Material provided Start Marker

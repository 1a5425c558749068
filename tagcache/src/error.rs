//! Error types for cache operations.

use thiserror::Error;

/// Result type for cache operations.
pub type CacheResult<T> = Result<T, CacheError>;

/// Cache-specific errors.
#[derive(Debug, Error)]
pub enum CacheError {
    /// Redis-specific error
    #[cfg(feature = "redis")]
    #[error("Redis error: {0}")]
    Redis(#[from] redis::RedisError),

    /// Serialization error
    #[error("Serialization error: {0}")]
    Serialization(String),

    /// A tag membership value matched none of the accepted encodings
    #[error("Cannot decode membership of tag key {key}: {reason}")]
    Decode { key: String, reason: String },

    /// Connection error
    #[error("Connection error: {0}")]
    Connection(String),

    /// Configuration error
    #[error("Configuration error: {0}")]
    Config(String),

    /// Invalid URL
    #[error("Invalid URL: {0}")]
    InvalidUrl(String),

    /// A value producer passed to `get_or_set_with*` failed
    #[error("Value producer failed: {0}")]
    Producer(String),
}

// Only encoding produces JSON errors; reads fall back to strings or `Decode`.
impl From<serde_json::Error> for CacheError {
    fn from(err: serde_json::Error) -> Self {
        Self::Serialization(err.to_string())
    }
}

Material provided End Marker

§ Problem statement
Each entry above is to be copied out exactly as written.

§ Solution
repository 1a5425c558749068
filename tagcache/src/error.rs
//! Error types for cache operations.

use thiserror::Error;

/// Result type for cache operations.
pub type CacheResult<T> = Result<T, CacheError>;

/// Cache-specific errors.
#[derive(Debug, Error)]
pub enum CacheError {
    /// Redis-specific error
    #[cfg(feature = "redis")]
    #[error("Redis error: {0}")]
    Redis(#[from] redis::RedisError),

    /// Serialization error
    #[error("Serialization error: {0}")]
    Serialization(String),

    /// A tag membership value matched none of the accepted encodings
    #[error("Cannot decode membership of tag key {key}: {reason}")]
    Decode { key: String, reason: String },

    /// Connection error
    #[error("Connection error: {0}")]
    Connection(String),

    /// Configuration error
    #[error("Configuration error: {0}")]
    Config(String),

    /// Invalid URL
    #[error("Invalid URL: {0}")]
    InvalidUrl(String),

    /// A value producer passed to `get_or_set_with*` failed
    #[error("Value producer failed: {0}")]
    Producer(String),
}

// Only encoding produces JSON errors; reads fall back to strings or `Decode`.
impl From<serde_json::Error> for CacheError {
    fn from(err: serde_json::Error) -> Self {
        Self::Serialization(err.to_string())
    }
}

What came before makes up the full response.